WHAT YOU SHOULD DO — Please copy out every line in the entries that includes the word "DecisionKind".

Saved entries
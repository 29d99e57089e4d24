//! Asynchronous approval protocol.
//!
//! Each request parks its caller on a oneshot resolver until an external
//! response arrives or the timeout fires. Two parallel maps keyed by
//! decision id hold the pending decisions (for UI enumeration) and the
//! resolvers (for completion); both are cleared together on every exit path,
//! which makes late or duplicate completion a harmless no-op.

use std::collections::HashMap;
use std::sync::Arc;
use std::time::Duration;

use parking_lot::Mutex;
use tokio::sync::oneshot;
use tracing::{debug, info, warn};

use crate::config::ApprovalConfig;
use crate::error::{ConductorError, Result};
use crate::planner::Task;
use crate::terminal::TerminalCommand;

use super::decision::{Decision, DecisionKind};
use super::ui::{ApprovalPresentation, ApprovalUi, BulkApprovalRequest, BulkChoice};

/// Outcome of a bulk approval round.
#[derive(Debug, Clone, PartialEq, Eq)]
pub enum BulkOutcome {
    ApprovedAll,
    RejectedAll,
    /// Per-task verdicts from individual review, as (task id, approved).
    Individual(Vec<(String, bool)>),
}

pub struct DecisionManager {
    ui: Arc<dyn ApprovalUi>,
    config: ApprovalConfig,
    pending: Mutex<HashMap<String, Decision>>,
    resolvers: Mutex<HashMap<String, oneshot::Sender<bool>>>,
}

impl DecisionManager {
    pub fn new(ui: Arc<dyn ApprovalUi>, config: ApprovalConfig) -> Self {
        Self {
            ui,
            config,
            pending: Mutex::new(HashMap::new()),
            resolvers: Mutex::new(HashMap::new()),
        }
    }

    /// Generic approval path. Never resolves before an external response or
    /// the timeout; timeout and cancellation surface as errors distinguishable
    /// from a genuine `Ok(false)` rejection.
    pub async fn request_approval(
        &self,
        decision: Decision,
        presentation: ApprovalPresentation,
    ) -> Result<bool> {
        let id = decision.id.clone();
        let (tx, rx) = oneshot::channel();

        self.pending.lock().insert(id.clone(), decision.clone());
        self.resolvers.lock().insert(id.clone(), tx);

        self.ui.present(&decision, &presentation).await;
        debug!(decision_id = %id, kind = %decision.kind, "Awaiting approval");

        let timeout = Duration::from_secs(self.config.timeout_secs);
        match tokio::time::timeout(timeout, rx).await {
            Ok(Ok(approved)) => {
                info!(decision_id = %id, approved, "Decision resolved");
                Ok(approved)
            }
            Ok(Err(_)) => {
                // Resolver dropped without a send: cancelled at shutdown.
                Err(ConductorError::ApprovalCancelled { decision_id: id })
            }
            Err(_) => {
                self.pending.lock().remove(&id);
                self.resolvers.lock().remove(&id);
                warn!(decision_id = %id, timeout_secs = self.config.timeout_secs, "Approval timed out, rejecting");
                Err(ConductorError::ApprovalTimeout { decision_id: id })
            }
        }
    }

    /// Single completion path for external responses. Stamps the decision,
    /// removes it from both maps, and resolves the waiting caller exactly
    /// once. Unknown or already-resolved ids have no effect.
    pub fn handle_decision_response(&self, decision_id: &str, approved: bool) -> bool {
        let decision = self.pending.lock().remove(decision_id);
        let resolver = self.resolvers.lock().remove(decision_id);

        match (decision, resolver) {
            (Some(mut decision), Some(resolver)) => {
                decision.user_response = Some(approved);
                // Send can only fail if the caller already gave up; the maps
                // are clear either way.
                let _ = resolver.send(approved);
                true
            }
            _ => {
                debug!(decision_id, "Ignoring response for unknown or resolved decision");
                false
            }
        }
    }

    pub async fn request_file_change_approval(&self, task: &Task) -> Result<bool> {
        let decision = Decision::new(
            DecisionKind::FileChanges,
            &task.description,
            task.target.display().to_string(),
        )
        .with_task(&task.id);

        let presentation = ApprovalPresentation::new(
            "Approve file changes",
            format!("{}: {}", task.title, task.target.display()),
        )
        .with_details(vec![task.description.clone()]);

        self.request_approval(decision, presentation).await
    }

    pub async fn request_module_change_approval(&self, task: &Task) -> Result<bool> {
        let decision = Decision::new(
            DecisionKind::ModuleChanges,
            &task.description,
            task.target.display().to_string(),
        )
        .with_task(&task.id);

        let presentation = ApprovalPresentation::new(
            "Approve module changes",
            format!("{}: {}", task.title, task.target.display()),
        )
        .with_details(vec![task.description.clone()]);

        self.request_approval(decision, presentation).await
    }

    /// Command approvals carry the risk presentation; quick-approvable
    /// read-only commands skip the round-trip entirely.
    pub async fn request_terminal_command_approval(&self, cmd: &TerminalCommand) -> Result<bool> {
        if self.is_quick_approvable(&cmd.command) {
            debug!(command = %cmd.command, "Quick-approved read-only command");
            return Ok(true);
        }

        let decision = Decision::new(
            DecisionKind::TerminalCommand,
            &cmd.description,
            cmd.working_dir.display().to_string(),
        )
        .with_changes(&cmd.command);

        let presentation = ApprovalPresentation::new(
            "Approve terminal command",
            cmd.command.clone(),
        )
        .with_details(vec![format!("working directory: {}", cmd.working_dir.display())])
        .with_risk(cmd.risk);

        self.request_approval(decision, presentation).await
    }

    pub async fn request_change_approval(
        &self,
        description: impl Into<String>,
        target: impl Into<String>,
        changes: Option<String>,
    ) -> Result<bool> {
        let description = description.into();
        let mut decision = Decision::new(DecisionKind::Generic, &description, target);
        if let Some(changes) = changes {
            decision = decision.with_changes(changes);
        }

        let presentation = ApprovalPresentation::new("Approve change", description);
        self.request_approval(decision, presentation).await
    }

    /// One three-way choice for a batch of file tasks. Only individual
    /// review falls through to per-task round-trips.
    pub async fn request_bulk_file_approval(&self, tasks: &[Task]) -> Result<BulkOutcome> {
        let request = BulkApprovalRequest {
            title: "Approve planned file changes".to_string(),
            message: format!("{} tasks modify files", tasks.len()),
            task_summaries: tasks
                .iter()
                .map(|t| format!("{}: {}", t.title, t.target.display()))
                .collect(),
        };

        match self.ui.present_bulk(&request).await {
            BulkChoice::ApproveAll => {
                info!(tasks = tasks.len(), "Bulk approval: approve all");
                Ok(BulkOutcome::ApprovedAll)
            }
            BulkChoice::RejectAll => {
                info!(tasks = tasks.len(), "Bulk approval: reject all");
                Ok(BulkOutcome::RejectedAll)
            }
            BulkChoice::ReviewIndividually => {
                let mut verdicts = Vec::with_capacity(tasks.len());
                for task in tasks {
                    let approved = match self.request_file_change_approval(task).await {
                        Ok(approved) => approved,
                        Err(e) => {
                            warn!(task_id = %task.id, error = %e, "Individual approval failed, treating as rejected");
                            false
                        }
                    };
                    verdicts.push((task.id.clone(), approved));
                }
                Ok(BulkOutcome::Individual(verdicts))
            }
        }
    }

    /// Reject every outstanding caller with a cancellation signal and clear
    /// both maps. Used at shutdown so no caller is left hanging.
    pub fn cancel_all_pending_decisions(&self) {
        let pending = std::mem::take(&mut *self.pending.lock());
        let resolvers = std::mem::take(&mut *self.resolvers.lock());
        if !pending.is_empty() {
            info!(count = pending.len(), "Cancelling all pending decisions");
        }
        // Dropping the senders wakes every awaiting caller with a recv error,
        // which request_approval maps to ApprovalCancelled.
        drop(resolvers);
    }

    /// Fixed allow-list of harmless read-only commands exempt from the
    /// approval round-trip.
    pub fn is_quick_approvable(&self, command: &str) -> bool {
        let trimmed = command.trim();
        self.config
            .quick_approve_commands
            .iter()
            .any(|entry| trimmed == entry || trimmed.starts_with(&format!("{} ", entry)))
    }

    /// Snapshot of pending decisions for UI enumeration.
    pub fn pending_decisions(&self) -> Vec<Decision> {
        self.pending.lock().values().cloned().collect()
    }
}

RESULT FOR THIS TASK —
use super::decision::{Decision, DecisionKind};
            DecisionKind::FileChanges,
            DecisionKind::ModuleChanges,
            DecisionKind::TerminalCommand,
        let mut decision = Decision::new(DecisionKind::Generic, &description, target);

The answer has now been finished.